A lot of people misunderstand kinetic energy Its like it’s some sort of forbidden subject. Everyone imagines that they understand radiation and quantum physics etc. Most of the energy transfer between atmosphere and surface is connected to kinetic energy.Trillions of molecules travelling at the speed of sound (average) interacting with the surface of the earth and with each other. Of course there is shortwave interaction with the surface that would heat things up but as you progress to longer wave it gets less and less. So when you are discussing the radiation heat effects you seem to be missing the elephant in the room. Way more heat transfer with kinetic energy than radiation, particularly at night.

Thanks, Alex. Mmmm … got any source or citation for that claim? I ask because the generally accepted values for heat loss from the surface are about 390 W/m2 by radiation, about 75 W/m2 for evapotranspiration, and 25 W/m2 for the sensible heat transfer by the kinetic energy mechanism that you discuss in your comment.
These estimates are based on a variety of measurements, observations, and calculations. They agree, for instance, with the Kiehl/Trenberth global energy budget, the CERES satellite radiation, and the black-body Stefan-Boltzmann equation.
Going the other way, the estimates for heat gain to the surface are downwelling longwave radiation of about 340 W/m2 and downwelling shortwave radiation of about 160 W/m2, for a total of half a kilowatt. On the other hand, on average there is almost no transfer of atmospheric energy to the surface by conduction, because the surface is generally warmer than the atmosphere and heat only flows one direction, from warm to cold.
Yes, at night sometimes the land (or the ocean) is cooler than the air. But this just means that a small amount of atmospheric energy is flowing to the surface via conduction. It still doesn’t make conductive heat transfer larger than the downwelling radiation on even the coldest night.
The part that you seem to misunderstand is that despite the fact that there are “trillions of molecules travelling at the speed of sound (average) interacting with the surface of the earth and with each other”, this doesn’t mean that there is heat transfer.
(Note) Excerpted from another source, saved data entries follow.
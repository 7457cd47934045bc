use argus_types::Priority;
use serde::Serialize;

/// Counters for one priority level.
#[derive(Debug, Clone, Copy, Default, PartialEq, Eq, Serialize)]
pub struct PriorityCounters {
    pub enqueued: u64,
    pub processed: u64,
    pub dropped: u64,
    pub evicted: u64,
    pub coalesced: u64,
    /// Includes timeouts
    pub failed: u64,
    pub timed_out: u64,
}

impl PriorityCounters {
    fn add(&mut self, other: &PriorityCounters) {
        self.enqueued += other.enqueued;
        self.processed += other.processed;
        self.dropped += other.dropped;
        self.evicted += other.evicted;
        self.coalesced += other.coalesced;
        self.failed += other.failed;
        self.timed_out += other.timed_out;
    }
}

/// Point-in-time snapshot of a queue's counters.
#[derive(Debug, Clone, Default, PartialEq, Eq, Serialize)]
pub struct QueueStatistics {
    /// Indexed by [`Priority::index`]
    pub levels: [PriorityCounters; Priority::COUNT],
    pub pending: usize,
}

impl QueueStatistics {
    pub fn level(&self, priority: Priority) -> &PriorityCounters {
        &self.levels[priority.index()]
    }

    pub(crate) fn level_mut(&mut self, priority: Priority) -> &mut PriorityCounters {
        &mut self.levels[priority.index()]
    }

    pub fn totals(&self) -> PriorityCounters {
        let mut total = PriorityCounters::default();
        for level in &self.levels {
            total.add(level);
        }
        total
    }
}

impl std::fmt::Display for QueueStatistics {
    fn fmt(&self, f: &mut std::fmt::Formatter<'_>) -> std::fmt::Result {
        let t = self.totals();
        write!(
            f,
            "pending={} enqueued={} processed={} dropped={} evicted={} coalesced={} failed={} timed_out={}",
            self.pending,
            t.enqueued,
            t.processed,
            t.dropped,
            t.evicted,
            t.coalesced,
            t.failed,
            t.timed_out
        )
    }
}
//! Bounded, strict-priority work queue drained by a fixed worker pool.

use std::future::Future;
use std::sync::{Arc, Mutex};

use argus_types::{Priority, QueueConfig};
use tokio::sync::{Notify, watch};
use tokio::task::JoinHandle;
use tokio::time::Instant;
use tracing::{debug, info, warn};

use super::buckets::{PriorityBuckets, PushOutcome};
use super::execution::{
    ActionFuture, ExecutionLimits, Outcome, WorkFactory, run_guarded, shutdown_requested,
};
use super::stats::QueueStatistics;
use crate::error::ActionResult;
use crate::lock;

struct QueuedWork {
    id: String,
    coalescing_key: Option<String>,
    factory: WorkFactory,
    enqueued_at: Instant,
}

struct QueueState {
    buckets: PriorityBuckets<QueuedWork>,
    stats: QueueStatistics,
    closed: bool,
}

struct Shared {
    state: Mutex<QueueState>,
    work_available: Notify,
    shutdown: watch::Sender<bool>,
    limits: ExecutionLimits,
    concurrency: usize,
}

/// Shared dispatch pool. Cheap to clone; all clones feed the same workers.
#[derive(Clone)]
pub struct PriorityTaskQueue {
    shared: Arc<Shared>,
    workers: Arc<Mutex<Vec<JoinHandle<()>>>>,
}

impl PriorityTaskQueue {
    pub fn new(config: &QueueConfig) -> Self {
        let (shutdown, _) = watch::channel(false);
        Self {
            shared: Arc::new(Shared {
                state: Mutex::new(QueueState {
                    buckets: PriorityBuckets::new(config.max_queue_size),
                    stats: QueueStatistics::default(),
                    closed: false,
                }),
                work_available: Notify::new(),
                shutdown,
                limits: ExecutionLimits::from_millis(config.task_timeout_ms, config.slow_task_ms),
                concurrency: config.max_concurrency.max(1),
            }),
            workers: Arc::new(Mutex::new(Vec::new())),
        }
    }

    /// Offer work to the queue. Returns false if it was dropped.
    ///
    /// With a `coalescing_key`, a pending item carrying the same key is
    /// replaced by this one instead of growing the queue.
    pub fn try_enqueue<F, Fut>(
        &self,
        id: impl Into<String>,
        priority: Priority,
        coalescing_key: Option<&str>,
        factory: F,
    ) -> bool
    where
        F: FnOnce() -> Fut + Send + 'static,
        Fut: Future<Output = ActionResult> + Send + 'static,
    {
        let id = id.into();
        let work = QueuedWork {
            id,
            coalescing_key: coalescing_key.map(str::to_string),
            factory: Box::new(move || -> ActionFuture { Box::pin(factory()) }),
            enqueued_at: Instant::now(),
        };

        let mut state = lock(&self.shared.state);
        if state.closed {
            state.stats.level_mut(priority).dropped += 1;
            debug!(work_id = %work.id, "queue closed, dropping work");
            return false;
        }

        if let Some(key) = coalescing_key
            && let Some((old_priority, old)) = state
                .buckets
                .remove_first(|w| w.coalescing_key.as_deref() == Some(key))
        {
            state.stats.level_mut(old_priority).coalesced += 1;
            debug!(work_id = %work.id, replaced = %old.id, key, "coalesced pending work");
        }

        match state.buckets.push(priority, work) {
            PushOutcome::Queued => {}
            PushOutcome::Evicted { victim, level } => {
                state.stats.level_mut(level).evicted += 1;
                debug!(
                    evicted = %victim.id,
                    evicted_priority = %level,
                    %priority,
                    "queue full, evicted lower-priority work"
                );
            }
            PushOutcome::Rejected(work) => {
                state.stats.level_mut(priority).dropped += 1;
                debug!(work_id = %work.id, %priority, "queue full, dropping work");
                return false;
            }
        }

        state.stats.level_mut(priority).enqueued += 1;
        drop(state);
        self.shared.work_available.notify_one();
        true
    }

    /// Spawn the worker pool. Calling it again while workers run is a no-op.
    pub fn start(&self) {
        let mut workers = lock(&self.workers);
        if !workers.is_empty() {
            return;
        }
        for worker in 0..self.shared.concurrency {
            let shared = Arc::clone(&self.shared);
            workers.push(tokio::spawn(worker_loop(shared, worker)));
        }
        info!(workers = self.shared.concurrency, "task queue started");
    }

    /// Stop the workers, cancel in-flight work and drop everything pending.
    /// Returns the number of pending items that were dropped.
    pub async fn shutdown(&self) -> usize {
        let _ = self.shared.shutdown.send(true);

        let drained = {
            let mut state = lock(&self.shared.state);
            state.closed = true;
            let drained = state.buckets.drain();
            for (priority, _) in &drained {
                state.stats.level_mut(*priority).dropped += 1;
            }
            drained.len()
        };

        let handles: Vec<_> = lock(&self.workers).drain(..).collect();
        for handle in handles {
            if let Err(e) = handle.await
                && e.is_panic()
            {
                warn!(error = %e, "queue worker panicked");
            }
        }

        info!(drained, "task queue stopped");
        drained
    }

    pub fn len(&self) -> usize {
        lock(&self.shared.state).buckets.len()
    }

    pub fn is_empty(&self) -> bool {
        self.len() == 0
    }

    /// Ids of pending work in the order it would be dequeued.
    pub fn pending_ids(&self) -> Vec<String> {
        lock(&self.shared.state)
            .buckets
            .iter()
            .map(|(_, w)| w.id.clone())
            .collect()
    }

    pub fn statistics(&self) -> QueueStatistics {
        let state = lock(&self.shared.state);
        let mut stats = state.stats.clone();
        stats.pending = state.buckets.len();
        stats
    }
}

async fn worker_loop(shared: Arc<Shared>, worker: usize) {
    let mut shutdown = shared.shutdown.subscribe();

    loop {
        if *shutdown.borrow() {
            break;
        }

        let next = lock(&shared.state).buckets.pop();
        let Some((priority, work)) = next else {
            tokio::select! {
                _ = shared.work_available.notified() => {}
                _ = shutdown_requested(&mut shutdown) => break,
            }
            continue;
        };

        let waited = work.enqueued_at.elapsed();
        debug!(worker, work_id = %work.id, %priority, ?waited, "dequeued");

        let outcome = run_guarded(&work.id, (work.factory)(), shared.limits, &mut shutdown).await;

        let mut state = lock(&shared.state);
        let counters = state.stats.level_mut(priority);
        match outcome {
            Outcome::Completed { .. } => counters.processed += 1,
            Outcome::Failed { .. } => counters.failed += 1,
            Outcome::TimedOut { .. } => {
                counters.failed += 1;
                counters.timed_out += 1;
            }
            Outcome::Cancelled => break,
        }
    }

    debug!(worker, "queue worker exiting");
}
Heat transfer is determined by several factors, the main one of which is the surface-air temperature difference. And since there is generally little temperature difference between the surface and the immediately overlying air, that conductive heat transfer is generally small.
So I’m totally unclear what you are basing your claims on, as you are the only person I know of making those claims.
if you haven’t done so, you might investigate the SURFRAD dataset, where you can see actual data for air temperatures, along with upwelling and downwelling radiation data.
My best to you,
w.

Pamela Gray
Reply to  Willis Eschenbach
December 25, 2015 8:54 am

Interesting site. However, heat transfer, or rather solar irradiance absorption over land is quite a bit different than what occurs over the oceanic equatorial band. It is that heat budget that I am most intrigued by.

richard verney
December 25, 2015 2:11 am

…accepted values for heat loss from the surface are about 390 W/m2 by radiation…

And herein could lie one of the fundamental errors.
Just because something has a temperature the signal of which temperature can be measured by an IR thermometer does not mean that it wants to or is losing heat at the temperature that is measured by the IR thermometer.
How much heat it wants to lose and how much it gives up is dependent upon its surroundings.
And if a body wants to give up some heat, and can do so by different means such as by radiation, convection, conduction etc, it does not follow that it employs all methods in equal measures.

Chris Schoneveld
December 26, 2015 3:45 am

What makes these hydrothermal vent systems different is that the source of heat driving them comes from hot rock pushed towards the seabed by low angle faults, called tectonic spreading centres

Tectonic (tensional) spreading centres (like the Mid-Atlantic ridge or the East African Rift valley) are not characterized by low angle faults, on the contrary they are high angle. Low angle faults occur where converging tectonic plates slide (compressive) on top of each other.